I am the Revolution, così tre donne guidano la rivoluzione in Afghanistan, Siria e Iraq

Il docufilm è diretto da Benedetta Argentieri, giornalista indipendente e reporter di guerra: "Quando mi chiedono com’è essere una donna al fronte non riesco a capire perché ci sia sempre una disparità nella narrazione tra una donna e un uomo che sceglie, consapevolmente, di andare in una zona di guerra, come purtroppo dimostrata il dibattito italiano su Silvia Romano, a cui dedico un pensiero"

di Sara Tirrito

“Ci sono dei segnali che noti in una giovane donna quando passa da vittima a difensore: la sua voce diventa più forte, il pianto comincia a fermarsi, e poi dice no, oggi non piangerò”. Yanar Mohammed è una delle tre protagoniste di I am the Revolution, docufilm diretto da Benedetta Argentieri (giornalista indipendente e reporter di guerra) per raccontare la rivoluzione guidata da tre donne in tre Paesi devastati dalla guerra: nell’ordine Afghanistan, Siria, Iraq.
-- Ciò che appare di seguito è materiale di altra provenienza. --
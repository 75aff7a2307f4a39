use soroban_sdk::{contract, contractimpl, panic_with_error, Address, Env, String};

use crate::errors::TokenError;
use crate::events::{Mint, Transfer};
use crate::types::{
    null_address, DataKey, BALANCE_BUMP_AMOUNT, BALANCE_LIFETIME_THRESHOLD, DECIMALS, NAME, SYMBOL,
};

#[contract]
pub struct WrappedToken;

#[contractimpl]
impl WrappedToken {
    /// Binds the token to the multisig wallet allowed to mint.
    pub fn initialize(env: Env, multisig: Address) -> Result<(), TokenError> {
        if env.storage().instance().has(&DataKey::Multisig) {
            return Err(TokenError::AlreadyInitialized);
        }
        if multisig == null_address(&env) {
            return Err(TokenError::NullAddress);
        }

        env.storage().instance().set(&DataKey::Multisig, &multisig);
        env.storage().instance().set(&DataKey::TotalSupply, &0i128);
        Ok(())
    }

    pub fn name(env: Env) -> String {
        String::from_str(&env, NAME)
    }

    pub fn symbol(env: Env) -> String {
        String::from_str(&env, SYMBOL)
    }

    pub fn decimals(_env: Env) -> u32 {
        DECIMALS
    }

    pub fn multisig(env: Env) -> Address {
        Self::read_multisig(&env)
    }

    pub fn total_supply(env: Env) -> i128 {
        env.storage()
            .instance()
            .get(&DataKey::TotalSupply)
            .unwrap_or(0)
    }

    pub fn balance(env: Env, id: Address) -> i128 {
        Self::read_balance(&env, &id)
    }

    /// Mints `amount` to `to`. `minter` must be the multisig wallet.
    pub fn mint_for(env: Env, minter: Address, to: Address, amount: i128) -> Result<(), TokenError> {
        if minter != Self::read_multisig(&env) {
            return Err(TokenError::NotAuthorized);
        }
        minter.require_auth();

        if to == null_address(&env) {
            return Err(TokenError::NullAddress);
        }
        if amount <= 0 {
            return Err(TokenError::InvalidAmount);
        }

        let balance = Self::read_balance(&env, &to);
        Self::write_balance(&env, &to, balance + amount);
        let supply = Self::total_supply(env.clone());
        env.storage()
            .instance()
            .set(&DataKey::TotalSupply, &(supply + amount));

        Mint { to, amount }.publish(&env);
        Ok(())
    }

    pub fn transfer(env: Env, from: Address, to: Address, amount: i128) -> Result<(), TokenError> {
        from.require_auth();

        if to == null_address(&env) {
            return Err(TokenError::NullAddress);
        }
        if amount <= 0 {
            return Err(TokenError::InvalidAmount);
        }

        let from_balance = Self::read_balance(&env, &from);
        if from_balance < amount {
            return Err(TokenError::InsufficientBalance);
        }
        Self::write_balance(&env, &from, from_balance - amount);
        let to_balance = Self::read_balance(&env, &to);
        Self::write_balance(&env, &to, to_balance + amount);

        Transfer { from, to, amount }.publish(&env);
        Ok(())
    }
}

impl WrappedToken {
    fn read_multisig(env: &Env) -> Address {
        env.storage()
            .instance()
            .get(&DataKey::Multisig)
            .unwrap_or_else(|| panic_with_error!(env, TokenError::NotInitialized))
    }

    fn read_balance(env: &Env, id: &Address) -> i128 {
        env.storage()
            .persistent()
            .get(&DataKey::Balance(id.clone()))
            .unwrap_or(0)
    }

    fn write_balance(env: &Env, id: &Address, amount: i128) {
        let key = DataKey::Balance(id.clone());
        env.storage().persistent().set(&key, &amount);
        env.storage()
            .persistent()
            .extend_ttl(&key, BALANCE_LIFETIME_THRESHOLD, BALANCE_BUMP_AMOUNT);
    }
}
Yanar, 59 anni, nella sua vita precedente era un architetto e per un certo periodo ha vissuto in Canada. Quando ha saputo che la situazione a Baghdad era degenerata, che le donne venivano rapite per strada e che l’Iraq era in preda ai terroristi è tornata a casa e nel 2003 ha fondato l’Organization of Women’s Freedom in Iraq (Owfi), che oggi presiede. Nei suoi anni di militanza politica, gli amici – soprattutto quelli di sinistra – le dicevano “Sei ‘solo’ una femminista”. Lei rispondeva: “Sono ’solo’ una femminista? ‘Solo’ una femminista nella parte del mondo in cui tutte le donne sono schiave? Beh, sono molto orgogliosa di essere una femminista, perché quale rivoluzione più difficile avrebbero potuto fare loro rispetto a quella delle donne?”

La sua organizzazione collabora con il Worker-Comunist Party iracheno e si occupa di difendere i diritti delle donne mettendo a disposizione degli housing centers. Illegale in Iraq ma riconosciuta dall’Onu, l’Owfi aiuta le donne a fuggire da diverse forme di abusi, inclusi il traffico sessuale, il delitto d’onore, i matrimoni forzati, e negli ultimi 15 anni è riuscita a salvare almeno 500 donne. “Nei nostri rifugi le persone possono ricominciare da capo”. Le attiviste dell’Owfi sono determinate a costruire la propria realizzazione personale, ma per loro ricominciare vuol dire prima di tutto affermare e trasmettere un diritto, portando quello che hanno imparato ad altre donne per renderle più forti. Collaborano alla pari con molti uomini, scendono in piazza e urlano per la libertà e per far capire che emarginare le donne è sbagliato. “A volte – dice Yanar – cresci in un posto e pensi che l’oppressione delle donne sia per sempre. Poi realizzi che no, non dovrebbe essere così”.